Intro
Benchmark Datasets
Benchmark Machine
Benchmark Results

Jena TDB
BigOWLIM
Virtuoso - Triple Store

Store Comparison
Thanks

Document Version: 1.0
Publication Date: 11/30/2009

1. Introduction

The Berlin SPARQL Benchmark (BSBM) is a benchmark for comparing the performance of storage systems that expose SPARQL endpoints. Such systems include native RDF stores, Named Graph stores, systems that map relational databases into RDF, and SPARQL wrappers around other kinds of data sources. The benchmark is built around an e-commerce use case, where a set of products is offered by different vendors and consumers have posted reviews about products.

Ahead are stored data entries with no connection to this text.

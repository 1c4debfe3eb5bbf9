use crate::animation::controller::BorderAnimator;
use crate::foundation::core::{Bitmap, Point, Rgba8, Size};
use crate::foundation::error::RingletResult;
use crate::render::ring::{RingFrame, render_ring};
use crate::render::surface::Surface;
use std::sync::Arc;

/// The avatar widget core: a circular avatar image surrounded by a segmented, pie-chart-style
/// ring border, with animated transitions between configurations.
///
/// `AvatarView` is host-agnostic. The host owns layout, redraw scheduling, and the drawing
/// surface; it forwards size changes via [`AvatarView::set_size`], drives time via
/// [`AvatarView::tick`], and calls [`AvatarView::render`] when a redraw was requested. Animations
/// started between ticks are stamped with the latest tick's timestamp.
///
/// ```
/// use ringlet::{AvatarView, RecordingSurface, Rgba8};
///
/// let mut view = AvatarView::new(100.0, 100.0);
/// view.set_border_width(10.0);
/// view.set_border_colors(vec![Rgba8::rgb(255, 0, 0), Rgba8::rgb(0, 0, 255)]);
/// view.set_border_values(&[1.0, 1.0, 1.0, 1.0]);
///
/// let mut surface = RecordingSurface::new();
/// view.render(&mut surface).unwrap();
/// assert_eq!(surface.arcs().count(), 4);
/// ```
#[derive(Clone, Debug)]
pub struct AvatarView {
    animator: BorderAnimator,
    colors: Vec<Rgba8>,
    avatar: Option<Arc<Bitmap>>,
    size: Size,
    clock: f64,
    dirty: bool,
}

impl AvatarView {
    /// Create a widget of the given size with no segments, no colors, no avatar, and zero border
    /// width.
    pub fn new(width: f64, height: f64) -> Self {
        Self {
            animator: BorderAnimator::new(),
            colors: Vec::new(),
            avatar: None,
            size: Size::new(width, height),
            clock: 0.0,
            dirty: true,
        }
    }

    /// Current widget size.
    pub fn size(&self) -> Size {
        self.size
    }

    /// Update the widget size (host layout callback).
    pub fn set_size(&mut self, width: f64, height: f64) {
        self.size = Size::new(width, height);
        self.dirty = true;
    }

    /// The avatar bitmap displayed in the center, if any.
    pub fn avatar_image(&self) -> Option<&Arc<Bitmap>> {
        self.avatar.as_ref()
    }

    /// Set or clear the avatar bitmap. The bitmap is shared with the caller and never mutated.
    pub fn set_avatar_image(&mut self, image: Option<Arc<Bitmap>>) {
        self.avatar = image;
        self.dirty = true;
    }

    /// The border segment colors.
    pub fn border_colors(&self) -> &[Rgba8] {
        &self.colors
    }

    /// Set the border segment colors. Segment `i` is drawn in color `i % colors.len()`; an empty
    /// vector hides the ring. Colors are discrete and never interpolated.
    pub fn set_border_colors(&mut self, colors: Vec<Rgba8>) {
        self.colors = colors;
        self.dirty = true;
    }

    /// The border segment weights the caller last requested.
    pub fn border_values(&self) -> &[f64] {
        self.animator.border_values()
    }

    /// Instantaneously replace the border segment weights.
    pub fn set_border_values(&mut self, values: &[f64]) {
        self.animator.set_border_values(values);
        self.dirty = true;
    }

    /// Smoothly transition the border segment weights to `values` over `duration` seconds.
    ///
    /// Segments may appear or disappear between configurations; they grow from or shrink to zero
    /// sweep. A non-positive duration is equivalent to [`AvatarView::set_border_values`].
    pub fn animate_to_border_values(&mut self, values: &[f64], duration: f64) {
        self.animator
            .animate_to_border_values(values, duration, self.clock);
        self.dirty = true;
    }

    /// Nominal ring thickness; also the radial gap between the ring and the avatar.
    pub fn border_width(&self) -> f64 {
        self.animator.border_width()
    }

    /// Set the nominal ring thickness. Also snaps the drawn stroke width to the same value.
    pub fn set_border_width(&mut self, width: f64) {
        self.animator.set_border_width(width);
        self.dirty = true;
    }

    /// The stroke thickness the ring is currently drawn with.
    pub fn border_stroke_width(&self) -> f64 {
        self.animator.stroke_width(self.clock)
    }

    /// Set the drawn stroke thickness, independent of the nominal thickness.
    pub fn set_border_stroke_width(&mut self, width: f64) {
        self.animator.set_border_stroke_width(width);
        self.dirty = true;
    }

    /// Smoothly transition the drawn stroke thickness over `duration` seconds.
    pub fn animate_to_stroke_width(&mut self, width: f64, duration: f64) {
        self.animator
            .animate_to_stroke_width(width, duration, self.clock);
        self.dirty = true;
    }

    /// Advance animations to `now` (seconds from an arbitrary monotonic epoch).
    ///
    /// Returns `true` when the host should schedule a redraw: either a setter changed state since
    /// the last tick or an animation track advanced. At most one redraw is requested per tick.
    pub fn tick(&mut self, now: f64) -> bool {
        self.clock = now;
        let animated = self.animator.tick(now);
        let redraw = animated || self.dirty;
        self.dirty = false;
        redraw
    }

    /// Draw the current frame into `surface`.
    ///
    /// The surface is borrowed for the duration of the call. The ring's outer radius is half the
    /// smaller widget dimension; the avatar occupies the disk inset by the border width.
    pub fn render(&self, surface: &mut dyn Surface) -> RingletResult<()> {
        let weights = self.animator.weights(self.clock);
        let frame = RingFrame {
            weights: &weights,
            colors: &self.colors,
            center: Point::new(self.size.width * 0.5, self.size.height * 0.5),
            outer_radius: 0.5 * self.size.width.min(self.size.height),
            border_width: self.animator.border_width(),
            stroke_width: self.animator.stroke_width(self.clock),
            avatar: self.avatar.as_deref(),
        };
        render_ring(&frame, surface)
    }
}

This document presents the results of a November 2009 BSBM experiment in which the Berlin SPARQL Benchmark was used to measure the performance of

Virtuoso Version 5.0.11
Jena TDB revision 6745
BigOWLIM Version 3.1.0

The stores were benchmarked with datasets of 100 millions and 200 millions triples.

This November 2009 BSBM experiment was run in addition to the March 2009 BSBM experiment which compared triple stores, relational database-to-RDF wrappers and SQL database management systems. The results of the March 2009 experiment are found here. Within in the November 2009 experiment BigOWLIM was tested for the first time, TDB was measured again, because of significant speed ups since March 2009. Virtuoso was included for comparison reasons, being the fastest triple store in the previous BSBM experiment.

2. Benchmark Datasets

We ran the benchmark using the Triple version of the BSMB dataset (benchmark scenario NTR). The benchmark was run for different dataset sizes. The datasets were generated using the BSBM data generator and fulfill the characteristics described in section the BSBM specification.

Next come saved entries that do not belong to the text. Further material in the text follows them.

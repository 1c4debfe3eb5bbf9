//! Ringlet renders a circular avatar image surrounded by a segmented, pie-chart-style ring
//! border, with animated transitions between configurations.
//!
//! The crate is host-agnostic: it owns segment geometry, animation state, and frame emission,
//! while the host UI framework owns layout, timing, and the drawing surface.
//!
//! - Configure and drive an [`AvatarView`] (or the lower-level [`BorderAnimator`])
//! - Implement [`Surface`] over your canvas, or use the built-in [`CpuSurface`]
//! - Call [`AvatarView::tick`] from your frame callback and [`AvatarView::render`] when it asks
//!   for a redraw
#![forbid(unsafe_code)]
#![deny(missing_docs)]

mod animation;
mod foundation;
mod geometry;
mod render;
mod view;

pub use crate::animation::controller::BorderAnimator;
pub use crate::animation::ease::Ease;
pub use crate::animation::track::{Lerp, Track};
pub use crate::foundation::core::{Affine, Bitmap, Point, Rect, Rgba8, Size, Vec2};
pub use crate::foundation::error::{RingletError, RingletResult};
pub use crate::geometry::spans::{ArcSpan, FULL_SWEEP, TOP_ANGLE, project};
pub use crate::render::cpu::{CpuSurface, CpuSurfaceOpts};
pub use crate::render::recording::{RecordingSurface, SurfaceCommand};
pub use crate::render::ring::{RingFrame, render_ring};
pub use crate::render::surface::{Cap, StrokedArc, Surface};
pub use crate::view::AvatarView;
/// Easing functions used to map normalized animation progress.
///
/// Every curve is monotone with `f(0) = 0` and `f(1) = 1`, so replacing the default does not
/// change endpoint behavior, only the shape of the transition.
#[derive(Clone, Copy, Debug, PartialEq, Eq, serde::Serialize, serde::Deserialize)]
pub enum Ease {
    /// Linear interpolation.
    Linear,
    /// Quadratic ease-in/out.
    InOutQuad,
    /// Cubic ease-in/out. The symmetric S-curve used for border transitions.
    InOutCubic,
}

impl Default for Ease {
    fn default() -> Self {
        Self::InOutCubic
    }
}

impl Ease {
    /// Apply this easing function to normalized progress `t` in `[0, 1]`.
    pub fn apply(self, t: f64) -> f64 {
        let t = t.clamp(0.0, 1.0);
        match self {
            Self::Linear => t,
            Self::InOutQuad => {
                if t < 0.5 {
                    2.0 * t * t
                } else {
                    1.0 - ((-2.0 * t + 2.0).powi(2) / 2.0)
                }
            }
            Self::InOutCubic => {
                if t < 0.5 {
                    4.0 * t * t * t
                } else {
                    1.0 - ((-2.0 * t + 2.0).powi(3) / 2.0)
                }
            }
        }
    }
}

#[cfg(test)]
#[path = "../../tests/unit/animation/ease.rs"]
mod tests;
use crate::foundation::core::{Bitmap, Point, Rgba8};
use crate::foundation::error::RingletResult;

pub use kurbo::Cap;

/// One stroked-arc drawing command.
///
/// Angles are radians from the positive x-axis, increasing clockwise in y-down coordinates. The
/// stroke is centered on the circle of the given radius.
#[derive(Clone, Copy, Debug, PartialEq)]
pub struct StrokedArc {
    /// Center of the arc's circle.
    pub center: Point,
    /// Radius of the stroke centerline.
    pub radius: f64,
    /// Start angle in radians.
    pub start_angle: f64,
    /// End angle in radians.
    pub end_angle: f64,
    /// Stroked line width.
    pub width: f64,
    /// Line cap style at the arc's endpoints.
    pub cap: Cap,
    /// Stroke color.
    pub color: Rgba8,
}

/// A 2D drawing surface the ring renderer draws into.
///
/// Implementations are borrowed for the duration of a single render call and never retained.
/// Command failures (a backend rejecting a command) propagate to the render caller; the renderer
/// itself never produces invalid commands from invalid widget state, it skips instead.
pub trait Surface {
    /// Stroke a circular arc.
    fn stroke_arc(&mut self, arc: &StrokedArc) -> RingletResult<()>;

    /// Draw `bitmap` aspect-filled into the circle of `radius` around `center`.
    ///
    /// The bitmap is scaled uniformly so the circumscribed square of the circle is covered, then
    /// clipped to the circle.
    fn draw_bitmap_in_circle(
        &mut self,
        bitmap: &Bitmap,
        center: Point,
        radius: f64,
    ) -> RingletResult<()>;
}
//! Request identity resolution
//!
//! Maps an inbound request to the owner id that scopes every note operation.
//! The core never authenticates and never trusts an owner id supplied in a
//! request body; whatever the resolver returns is stamped into the operation
//! before it reaches an actor.

use crate::config::{IdentityConfig, IdentityMode};
use crate::error::{Error, Result};
use axum::http::HeaderMap;

/// Resolves the owner identity of an inbound request
pub struct IdentityResolver {
    mode: IdentityMode,
    static_owner: String,
    header_name: String,
}

impl IdentityResolver {
    /// Build a resolver from configuration
    pub fn new(config: &IdentityConfig) -> Self {
        Self {
            mode: config.mode,
            static_owner: config.static_owner.clone(),
            header_name: config.header_name.clone(),
        }
    }

    /// Resolve the owner id for a request.
    ///
    /// `static` mode answers the configured owner for every request, the
    /// single-user development setup. `header` mode reads the configured
    /// trusted header, for deployments behind an authenticating proxy, and
    /// rejects requests where it is missing or empty.
    pub fn resolve(&self, headers: &HeaderMap) -> Result<String> {
        match self.mode {
            IdentityMode::Static => Ok(self.static_owner.clone()),
            IdentityMode::Header => headers
                .get(&self.header_name)
                .and_then(|v| v.to_str().ok())
                .filter(|v| !v.is_empty())
                .map(|v| v.to_string())
                .ok_or_else(|| {
                    Error::BadRequest(format!("Missing identity header {}", self.header_name))
                }),
        }
    }
}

Details about the benchmark datasets are summarized in the following table:

Number of Triples

	100M	200M
Number of Products	284,826	570,000
Number of Producers	5,618	11,240
Number of Product Features	47,884	94,259
Number of Product Types	2011	3,949
Number of Vendors	2,854	5,710
Number of Offers	5,696,520	11,400,000
Number of Reviewers	146,054	292,271
Number of Reviews	2,848,260	5,700,000
Total Number of Instances	9,034,027	18,077,429
Exact Total Number of Triples	100,000,112	200,031,413
File Size Turtle (unzipped)	8.5 GB	18 GB

Note: All datasets were generated with the -fc option for forward chaining.

There is a RDF triple and a relational representation of the benchmark datasets. Both representations can be downloaded below:

Download Turtle Representation of the Benchmark Datasets

100M Benchmark Dataset (Turtle, gzipped size: 2.2 GB)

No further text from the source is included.